# A serious question - where can I buy Haagan Daz around Nana?



## dingobingo (May 11, 2014)

I've got a super craving for Haagan Daz icecream but I can't find it in any of the family marts or 7-11s. I'm in the Nana area currently. Anyone know where I can find some?


----------



## Oneman (Aug 23, 2009)

Yes, I know exactly where.

My one addiction in life is Haagan Dazs -- vanilla -- so I understand your craving.
Usually, I get by on just one pint per week, but, ahhhhh, sometimes, two.

Expect to pay roughly 350 baht per pint.

So, you want Haagen-Dazs, I know where you can get it.
Right now.
And, if you want it delivered, I can tell you about an option that I've used for that, too.

So, how many pints of H-D are you offering in exchange for this information?

-- Oneman
Bangkok


----------



## dingobingo (May 11, 2014)

lol.

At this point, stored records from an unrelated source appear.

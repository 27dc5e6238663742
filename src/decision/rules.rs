//! Classification rules for appointment priority.
//!
//! The ordinary ambiguity test and the extreme-ambiguity test have separate
//! thresholds and are kept as separate predicates; they are not equivalent.

use crate::decision::types::{DecisionOption, Tradeoff};
use crate::domain::types::PriorityLevel;
use serde_json::Value;
use std::collections::BTreeMap;

/// Phrases that mark a request as urgent (case-insensitive substring match).
pub const URGENCY_KEYWORDS: &[&str] = &[
    "severe pain",
    "bleeding",
    "chest",
    "shortness of breath",
    "difficulty breathing",
    "unconscious",
    "fainting",
    "seizure",
    "high fever",
    "fracture",
];

/// Age from which a patient is classified at least Medium.
pub const ELDERLY_AGE: f64 = 65.0;
/// Waiting longer than this escalates the candidate one step.
pub const LONG_WAIT_DAYS: f64 = 15.0;

// Clear-cut patterns for the ordinary ambiguity test.
const CLEAR_LONG_WAIT_DAYS: f64 = 15.0;
const CLEAR_YOUNG_AGE: f64 = 40.0;
const CLEAR_SHORT_WAIT_DAYS: f64 = 7.0;
const CLEAR_ELDERLY_AGE: f64 = 65.0;
const CLEAR_VERY_SHORT_WAIT_DAYS: f64 = 3.0;

// Self-contradictory or degenerate inputs.
const CONTRADICTION_SHORT_WAIT_DAYS: f64 = 5.0;
const CONTRADICTION_YOUNG_AGE: f64 = 50.0;
const CONTRADICTION_LONG_WAIT_DAYS: f64 = 20.0;
const CONTRADICTION_ELDERLY_AGE: f64 = 70.0;
const MIN_REASON_CHARS: usize = 5;

/// Validated inputs of an appointment-priority decision.
#[derive(Debug, Clone, PartialEq)]
pub struct PriorityInputs {
    pub reason: String,
    pub age: f64,
    pub wait_days: f64,
}

impl PriorityInputs {
    /// Reads `reason` (string), `age` and `waitDays` (numbers) from the context data.
    pub fn from_data(data: &BTreeMap<String, Value>) -> Result<Self, String> {
        let reason = match data.get("reason") {
            Some(Value::String(s)) => s.clone(),
            Some(_) => return Err("field 'reason' must be a string".to_string()),
            None => return Err("missing required field 'reason'".to_string()),
        };
        Ok(Self {
            reason,
            age: number_field(data, "age")?,
            wait_days: number_field(data, "waitDays")?,
        })
    }

    /// Urgency keywords found in the reason, in vocabulary order.
    pub fn urgency_keywords(&self) -> Vec<&'static str> {
        let reason = self.reason.to_lowercase();
        URGENCY_KEYWORDS
            .iter()
            .copied()
            .filter(|keyword| reason.contains(keyword))
            .collect()
    }

    pub fn has_urgency(&self) -> bool {
        !self.urgency_keywords().is_empty()
    }
}

fn number_field(data: &BTreeMap<String, Value>, key: &str) -> Result<f64, String> {
    match data.get(key) {
        Some(Value::Number(n)) => match n.as_f64() {
            Some(value) => Ok(value),
            None => Err(format!("field '{}' is not representable as a number", key)),
        },
        Some(_) => Err(format!("field '{}' must be a number", key)),
        None => Err(format!("missing required field '{}'", key)),
    }
}

/// Keyword, then age, then default classification.
pub fn base_priority(inputs: &PriorityInputs) -> PriorityLevel {
    if inputs.has_urgency() {
        PriorityLevel::High
    } else if inputs.age >= ELDERLY_AGE {
        PriorityLevel::Medium
    } else {
        PriorityLevel::Low
    }
}

/// Base classification escalated one step for long waits. Never downgrades.
pub fn candidate_priority(inputs: &PriorityInputs) -> PriorityLevel {
    let base = base_priority(inputs);
    if inputs.wait_days > LONG_WAIT_DAYS {
        base.escalated()
    } else {
        base
    }
}

pub fn option_id(priority: PriorityLevel) -> &'static str {
    match priority {
        PriorityLevel::High => "high",
        PriorityLevel::Medium => "medium",
        PriorityLevel::Low => "low",
    }
}

/// One scored option per priority level, ordered High, Medium, Low.
pub fn priority_options(inputs: &PriorityInputs) -> Vec<DecisionOption> {
    PriorityLevel::ALL
        .into_iter()
        .map(|priority| priority_option(inputs, priority))
        .collect()
}

/// The scored option for a single priority level.
pub fn priority_option(inputs: &PriorityInputs, priority: PriorityLevel) -> DecisionOption {
    let keywords = inputs.urgency_keywords();
    let (confidence, reasons) = match priority {
        PriorityLevel::High if !keywords.is_empty() => (
            0.9,
            vec![format!("urgency keywords present: {}", keywords.join(", "))],
        ),
        PriorityLevel::High => (
            0.7,
            vec!["no urgency keywords; high priority would be precautionary".to_string()],
        ),
        PriorityLevel::Medium if inputs.age >= ELDERLY_AGE => {
            (0.8, vec![format!("patient is {} or older", ELDERLY_AGE)])
        }
        PriorityLevel::Medium if inputs.wait_days > LONG_WAIT_DAYS => (
            0.75,
            vec![format!(
                "patient has waited more than {} days",
                LONG_WAIT_DAYS
            )],
        ),
        PriorityLevel::Medium => (0.6, vec!["no age or waiting-time factor".to_string()]),
        PriorityLevel::Low => (
            0.7,
            vec!["routine request handled in regular scheduling".to_string()],
        ),
    };

    DecisionOption {
        id: option_id(priority).to_string(),
        value: priority.label().to_string(),
        confidence,
        reasons,
    }
}

/// Fixed advantages and disadvantages of each priority level.
pub fn tradeoff_for(priority: PriorityLevel) -> Tradeoff {
    let (advantages, disadvantages): (&[&str], &[&str]) = match priority {
        PriorityLevel::High => (
            &[
                "patient is seen at the earliest available slot",
                "lowest clinical risk if the symptoms are serious",
            ],
            &[
                "consumes scarce urgent capacity",
                "may displace patients with a greater need",
            ],
        ),
        PriorityLevel::Medium => (
            &[
                "balances waiting time against capacity",
                "keeps urgent slots free",
            ],
            &["may delay care if the condition worsens"],
        ),
        PriorityLevel::Low => (
            &[
                "preserves capacity for urgent cases",
                "fits regular scheduling",
            ],
            &[
                "longest expected wait",
                "risk of under-triaging symptoms the patient did not report",
            ],
        ),
    };

    Tradeoff {
        option_id: option_id(priority).to_string(),
        advantages: advantages.iter().map(|s| s.to_string()).collect(),
        disadvantages: disadvantages.iter().map(|s| s.to_string()).collect(),
    }
}

/// True unless the inputs match one of the clear-cut patterns.
pub fn is_ambiguous(inputs: &PriorityInputs) -> bool {
    let urgent = inputs.has_urgency();
    let urgent_and_long_wait = urgent && inputs.wait_days > CLEAR_LONG_WAIT_DAYS;
    let routine_young_short_wait =
        !urgent && inputs.age < CLEAR_YOUNG_AGE && inputs.wait_days <= CLEAR_SHORT_WAIT_DAYS;
    let urgent_elderly_very_short_wait =
        urgent && inputs.age >= CLEAR_ELDERLY_AGE && inputs.wait_days <= CLEAR_VERY_SHORT_WAIT_DAYS;

    !(urgent_and_long_wait || routine_young_short_wait || urgent_elderly_very_short_wait)
}

/// True when the inputs contradict themselves or are degenerate.
pub fn is_extremely_ambiguous(inputs: &PriorityInputs) -> bool {
    extreme_ambiguity_reason(inputs).is_some()
}

/// Explains why the inputs are extremely ambiguous, if they are.
pub fn extreme_ambiguity_reason(inputs: &PriorityInputs) -> Option<String> {
    if inputs.reason.chars().count() < MIN_REASON_CHARS {
        return Some(format!(
            "reason is shorter than {} characters",
            MIN_REASON_CHARS
        ));
    }
    if inputs.age <= 0.0 {
        return Some(format!("age {} is not a valid age", inputs.age));
    }
    if inputs.wait_days < 0.0 {
        return Some(format!("waiting days {} is negative", inputs.wait_days));
    }

    let urgent = inputs.has_urgency();
    if urgent
        && inputs.wait_days <= CONTRADICTION_SHORT_WAIT_DAYS
        && inputs.age < CONTRADICTION_YOUNG_AGE
    {
        return Some(
            "urgent symptoms reported by a young patient who has barely waited".to_string(),
        );
    }
    if !urgent
        && inputs.wait_days > CONTRADICTION_LONG_WAIT_DAYS
        && inputs.age >= CONTRADICTION_ELDERLY_AGE
    {
        return Some("elderly patient with a very long wait but no urgency reported".to_string());
    }
    None
}

#[cfg(test)]
#[path = "tests/rules_tests.rs"]
mod tests;
use anyhow::{Context, Result};
use appointment_triage::app::{App, Cli};
use appointment_triage::config::TriageConfig;
use clap::Parser;
use tracing_subscriber::filter::LevelFilter;

#[tokio::main]
async fn main() -> Result<()> {
    let cli = Cli::parse();

    let config = match &cli.config {
        Some(path) => TriageConfig::load(path)?,
        None => TriageConfig::default_config()?,
    };

    let level: LevelFilter = config
        .log_level
        .parse()
        .with_context(|| format!("Invalid log level '{}'", config.log_level))?;
    tracing_subscriber::fmt()
        .with_max_level(level)
        .with_writer(std::io::stderr)
        .init();
    tracing::debug!(
        "triage {} ({})",
        env!("CARGO_PKG_VERSION"),
        env!("TRIAGE_GIT_SHA")
    );

    let app = App::open(&config, cli.data_dir.as_deref())?;
    let output = app.run(cli.command).await?;

    println!("{}", serde_json::to_string_pretty(&output.body)?);
    if !output.ok {
        std::process::exit(1);
    }
    Ok(())
}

Help an ice cream brother out...


----------



## Oneman (Aug 23, 2009)

"Ice cream brother", Hah!
"Haagen-Dazs junkie" is more like it.
Takes one to know one.

My refrigerator has a good size freezer on top.
Plenty of room in there, for, say 5-6 pints.

What flavors are you wanting?
If you don't care for vanilla, the salty caramel is very tasty.
And, of course, strawberry is always reliable.
But I don't recommend the chocolate hazelnut -- very "chemical" taste to it.

You didn't say if you want your Haagen-Dazs delivered to your location.
I don't deliver, but I know who does.
And for a good offer, you can know, too.

- Oneman
Bangkok (city of lots of Haagen-Dazs)


----------



## Oneman (Aug 23, 2009)

Dingo -

I will offer a bit of free advice.
Don't be tempted to cool your craving with ordinary Wall's brand or Swensen's brand ice cream.
Both are garbage, with lots of chemical flavors.
If you appreciate Haagen-Dazs, those other brands will disgust you.
Better not to waste your money.

Although, if you and I can't come to a deal here, then your best bet is a Wall's "Magnum" bar (chocolate coated, on a stick).
It's still junk "frozen dessert", but, for junk, it's not so terrible -- and you can find it at every mini-mart.

-- Oneman
Bangkok


----------



## dingobingo (May 11, 2014)

I only eat HD. None other will suffice.


----------



## Oneman (Aug 23, 2009)

dingobingo said:


> I only eat HD. None other will suffice.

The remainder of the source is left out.